J’ai été happé par l’histoire et par le style d’écriture et j’ai donc lu ce roman très vite, je n’arrivais pas à le lâcher. Je ne vais pas vous raconter l’histoire ici, mais il y a du suspens, de l’action et pas mal de rebondissements ce qui rend la lecture vraiment passionnante. En plus l’histoire ce déroule en partie en France et plus précisément en Bretagne ce qui donne un côté très nature qui est bien mis en valeur par l’auteur.

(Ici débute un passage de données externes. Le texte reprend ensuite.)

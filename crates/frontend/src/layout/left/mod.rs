pub mod sidebar;

pub use sidebar::Sidebar;

use crate::layout::global_context::AppGlobalContext;
use leptos::prelude::*;

#[component]
pub fn Left(children: Children) -> impl IntoView {
    let ctx = expect_context::<AppGlobalContext>();
    let is_open = move || ctx.left_open.get();

    view! {
        <div data-zone="left" class="left" class:hidden=move || !is_open()>
            {children()}
        </div>
    }
}
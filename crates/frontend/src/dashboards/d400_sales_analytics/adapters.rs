//! Server rows → chart points. Pure, so it is tested without a browser.

use crate::shared::charts::ChartPoint;
use contracts::dashboards::d400_sales_analytics::dto::PeriodAmountRow;

pub const UNKNOWN_YEAR: &str = "Unknown";
pub const UNASSIGNED: &str = "Unassigned";

fn month_bucket(month: Option<u32>) -> Option<usize> {
    month.map(|m| (m - 1) as usize)
}

/// One series per year, month as the bucket
pub fn monthly_by_year(rows: &[PeriodAmountRow]) -> Vec<ChartPoint> {
    rows.iter()
        .map(|row| {
            let (year, month) = row.year_month();
            let series = year
                .map(|y| y.to_string())
                .unwrap_or_else(|| UNKNOWN_YEAR.to_string());
            ChartPoint::new(series, month_bucket(month), row.amount)
        })
        .collect()
}

/// One series per sales person, month as the bucket (years folded together)
pub fn monthly_by_sales_person(rows: &[PeriodAmountRow]) -> Vec<ChartPoint> {
    rows.iter()
        .map(|row| {
            let (_, month) = row.year_month();
            let series = row
                .sales_person_name
                .as_deref()
                .map(str::trim)
                .filter(|n| !n.is_empty())
                .unwrap_or(UNASSIGNED);
            ChartPoint::new(series, month_bucket(month), row.amount)
        })
        .collect()
}

#[cfg(test)]
mod tests {
    use super::*;
    use crate::shared::charts::{reshape, ColorMode, ReshapeOptions};

    fn person_row(period: &str, person: Option<&str>, amount: f64) -> PeriodAmountRow {
        PeriodAmountRow {
            sales_person_name: person.map(str::to_string),
            ..PeriodAmountRow::new(period, amount)
        }
    }

    #[test]
    fn test_monthly_by_year_buckets() {
        let rows = vec![
            PeriodAmountRow::new("Jan2024", 100.0),
            PeriodAmountRow::new("2024-03", 50.0),
            PeriodAmountRow::new("Feb2025", 70.0),
        ];
        let points = monthly_by_year(&rows);
        assert_eq!(points[0], ChartPoint::new("2024", Some(0), 100.0));
        assert_eq!(points[1], ChartPoint::new("2024", Some(2), 50.0));
        assert_eq!(points[2], ChartPoint::new("2025", Some(1), 70.0));

        let chart = reshape(&points, &ReshapeOptions::monthly(ColorMode::default(), false));
        assert_eq!(chart.labels.len(), 12);
        assert_eq!(chart.datasets.len(), 2);
        assert_eq!(chart.datasets[0].label, "2024");
        assert_eq!(chart.datasets[0].data[1], 0.0);
        assert_eq!(chart.datasets[0].data[2], 50.0);
    }

    #[test]
    fn test_unparseable_period_keeps_series() {
        let points = monthly_by_year(&[PeriodAmountRow::new("garbage", 10.0)]);
        assert_eq!(points, vec![ChartPoint::new(UNKNOWN_YEAR, None, 10.0)]);
    }

    #[test]
    fn test_bare_year_row_is_not_lost() {
        let points = monthly_by_year(&[PeriodAmountRow::new("2024", 100.0)]);
        assert_eq!(points, vec![ChartPoint::new("2024", None, 100.0)]);

        let chart = reshape(&points, &ReshapeOptions::monthly(ColorMode::default(), false));
        assert_eq!(chart.datasets.len(), 1);
        assert_eq!(chart.datasets[0].data.len(), 12);
        let shown: f64 = chart.datasets[0].data.iter().sum::<f64>() + chart.datasets[0].unplaced;
        assert_eq!(shown, 100.0);
    }

    #[test]
    fn test_monthly_by_sales_person() {
        let rows = vec![
            person_row("Jan2024", Some("Alice"), 10.0),
            person_row("Jan2025", Some("Alice"), 5.0),
            person_row("Dec2024", Some("  "), 3.0),
        ];
        let points = monthly_by_sales_person(&rows);
        assert_eq!(points[2].series, UNASSIGNED);
        assert_eq!(points[2].bucket, Some(11));

        let chart = reshape(&points, &ReshapeOptions::monthly(ColorMode::Mapped(Vec::new()), false));
        let alice = chart
            .datasets
            .iter()
            .find(|d| d.label == "Alice")
            .map(|d| d.data[0]);
        assert_eq!(alice, Some(15.0));
    }
}
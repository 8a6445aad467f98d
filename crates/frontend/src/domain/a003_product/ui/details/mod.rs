//! Product details form
//!
//! MVVM:
//! - `api` (domain level): fetch, save
//! - view_model.rs: state and commands
//! - view.rs: Leptos component (pure UI)

mod view;
mod view_model;

pub use view::ProductDetails;
pub use view_model::ProductDetailsViewModel;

J’ai beaucoup aimé l’humanité qui se dégage des deux personnages principaux et leur amour qui au fil des pages devient plus fort que tout. Juste un peu de déception côté personnage, car si nos deux protagonistes principaux sont super bien travaillés les personnages secondaires sont vraiment mis en retrait ce qui pour moi en un petit peu dommage, il y en a certain qui aurait mérités un meilleur traitement.

Autre petit bémol qui fait que je n’ai pas eu un coup de cœur est la dernière partie du roman qui vient un peu gâcher la fin et qui est selon moi juste là pour remplir les pages et qui n’apporte pas grand chose de plus.

En tout cas, cela n’empêche pas que c’est un super roman que je conseil vraiment. Quant à moi je vais me pencher un peu plus sur les autres ouvrages de Dominique Durand.